A Nicklaus Putting Tip

I'm going back a ways here, to an old Golf Digest (print copy!) from April 2013, to get you an image to help your putting from none other than Jack Nicklaus.

Jack Nicklaus putting stroke -- before and after impact

In that issue Jack wrote that, in order to help him hit putts more softly on fast greens, he used to imagine his putter shaft was made of rope. Those of you who have read Ruthless Putting know that I have a drill that actually uses a weighted rope, but what Jack's after here is something different. While my drill is designed to help you hit your putts more decisively with less tension, Jack's image is intended to create a softer hit. Remember, he's putting on fast greens and he already has a pretty firm stroke... plus this tip was in a Masters issue.

What Jack said he found to be more successful was imagining that his putter shaft was made of glass.

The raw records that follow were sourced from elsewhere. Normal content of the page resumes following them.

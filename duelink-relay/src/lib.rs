//! Room event relay: a WebSocket fan-out server plus the matching client.
//!
//! The relay is deliberately dumb. It never parses what it forwards; every
//! text frame a member sends is broadcast verbatim to every other member of
//! the same room. All protocol knowledge lives in the clients.

pub mod client;
pub mod server;

pub use client::WsRoomChannel;
pub use server::{RoomRegistry, router};
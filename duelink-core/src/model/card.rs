use serde::{Deserialize, Serialize};

/// A card as declared by a player, optionally enriched with whatever the
/// recognition service returned alongside the name.
#[derive(Debug, Clone, PartialEq, Serialize, Deserialize)]
pub struct CardInfo {
    pub name: String,
    #[serde(default, skip_serializing_if = "serde_json::Value::is_null")]
    pub metadata: serde_json::Value,
}

impl CardInfo {
    pub fn named(name: impl Into<String>) -> Self {
        Self {
            name: name.into(),
            metadata: serde_json::Value::Null,
        }
    }
}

If he hit the ball with too much force, the shaft would shatter. He said the glass image was key to winning the 1986 Masters, when he used that bigheaded Response putter. That putter had more loft, so his tendency was to get the ball airborne with his normal stroke.

Most of you don't play greens as fast as Augusta. However, you probably see quite a few fast downhill putts during your round. Imagining that your putter shaft is made of glass could help you avoid hitting your putt too hard and leaving yourself a long comebacker. Just remember that this is a technique for hitting fast putts, NOT your normal run-of-the-mill putts.

Btw, the photo came from this post at the Golf Digest site, from another putting article by Nicklaus and the late Jim Flick. You might want to take a look at that post as well.